====== Study material ======

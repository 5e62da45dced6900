//! Server configuration
//!
//! | Variable | Default | Notes |
//! |----------|---------|-------|
//! | DATABASE_URL | (required) | PostgreSQL connection URL |
//! | PORT | 5000 | HTTP listen port |
//! | CORS_ORIGIN | http://localhost:5173 | The one origin allowed to call the API |
//! | DB_MAX_CONNECTIONS | 5 | Pool size |
//! | ENVIRONMENT | development | development, staging or production |

use crate::BoxError;

/// Server configuration
#[derive(Debug, Clone)]
pub struct Config {
    /// PostgreSQL connection URL
    pub database_url: String,
    /// HTTP port
    pub port: u16,
    /// Allowed cross-origin caller (the form's origin)
    pub cors_origin: String,
    /// Connection pool size
    pub db_max_connections: u32,
    /// Environment: development | staging | production
    pub environment: String,
}

impl Config {
    /// Load configuration from environment variables
    pub fn from_env() -> Result<Self, BoxError> {
        Self::from_lookup(|name| std::env::var(name).ok())
    }

    /// Load configuration from an arbitrary variable source
    pub fn from_lookup(lookup: impl Fn(&str) -> Option<String>) -> Result<Self, BoxError> {
        let database_url = lookup("DATABASE_URL")
            .filter(|s| !s.is_empty())
            .ok_or("DATABASE_URL must be set")?;

        let port = match lookup("PORT") {
            Some(p) => p
                .parse::<u16>()
                .map_err(|e| format!("PORT is not a valid port ({p}): {e}"))?,
            None => 5000,
        };

        Ok(Self {
            database_url,
            port,
            cors_origin: lookup("CORS_ORIGIN")
                .filter(|s| !s.is_empty())
                .unwrap_or_else(|| "http://localhost:5173".into()),
            db_max_connections: lookup("DB_MAX_CONNECTIONS")
                .and_then(|n| n.parse().ok())
                .unwrap_or(5),
            environment: lookup("ENVIRONMENT").unwrap_or_else(|| "development".into()),
        })
    }
}

#[cfg(test)]
mod tests {
    use super::*;
    use std::collections::HashMap;

    fn lookup_from(pairs: &[(&str, &str)]) -> impl Fn(&str) -> Option<String> {
        let map: HashMap<String, String> = pairs
            .iter()
            .map(|(k, v)| (k.to_string(), v.to_string()))
            .collect();
        move |name| map.get(name).cloned()
    }

    #[test]
    fn test_defaults() {
        let config = Config::from_lookup(lookup_from(&[(
            "DATABASE_URL",
            "postgres://localhost/roster",
        )]))
        .unwrap();

        assert_eq!(config.port, 5000);
        assert_eq!(config.cors_origin, "http://localhost:5173");
        assert_eq!(config.db_max_connections, 5);
        assert_eq!(config.environment, "development");
    }

    #[test]
    fn test_overrides() {
        let config = Config::from_lookup(lookup_from(&[
            ("DATABASE_URL", "postgres://db/roster"),
            ("PORT", "8088"),
            ("CORS_ORIGIN", "https://hr.example.com"),
            ("ENVIRONMENT", "production"),
        ]))
        .unwrap();

        assert_eq!(config.port, 8088);
        assert_eq!(config.cors_origin, "https://hr.example.com");
        assert_eq!(config.environment, "production");
    }

    #[test]
    fn test_database_url_required() {
        let err = Config::from_lookup(lookup_from(&[])).unwrap_err();
        assert!(err.to_string().contains("DATABASE_URL"));
    }

    #[test]
    fn test_invalid_port_is_an_error() {
        let err = Config::from_lookup(lookup_from(&[
            ("DATABASE_URL", "postgres://db/roster"),
            ("PORT", "http"),
        ]))
        .unwrap_err();
        assert!(err.to_string().contains("PORT"));
    }
}
//! In-process employee store

use std::sync::Arc;
use std::sync::atomic::{AtomicI64, Ordering};

use async_trait::async_trait;
use shared::models::{Employee, NewEmployee};
use tokio::sync::RwLock;

use super::{BoxError, EmployeeRepository};

/// Employee store held in memory; ids start at 1 like a SERIAL column
#[derive(Clone, Default)]
pub struct MemoryEmployeeRepository {
    rows: Arc<RwLock<Vec<Employee>>>,
    last_id: Arc<AtomicI64>,
}

impl MemoryEmployeeRepository {
    pub fn new() -> Self {
        Self::default()
    }

    /// Snapshot of every stored row, in insertion order
    pub async fn all(&self) -> Vec<Employee> {
        self.rows.read().await.clone()
    }

    pub async fn len(&self) -> usize {
        self.rows.read().await.len()
    }

    pub async fn is_empty(&self) -> bool {
        self.rows.read().await.is_empty()
    }
}

#[async_trait]
impl EmployeeRepository for MemoryEmployeeRepository {
    async fn insert(&self, record: &NewEmployee) -> Result<Employee, BoxError> {
        let id = self.last_id.fetch_add(1, Ordering::SeqCst) + 1;
        let employee = record.clone().into_employee(id);
        self.rows.write().await.push(employee.clone());
        Ok(employee)
    }
}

======

### [What the task asks]
Would you please write out, exactly and with no other lines, the stretch of the listing above from the line containing "Connection pool size" through the line containing "pub fn from_env()"?

### [Result]
    /// Connection pool size
    pub db_max_connections: u32,
    /// Environment: development | staging | production
    pub environment: String,
}

impl Config {
    /// Load configuration from environment variables
    pub fn from_env() -> Result<Self, BoxError> {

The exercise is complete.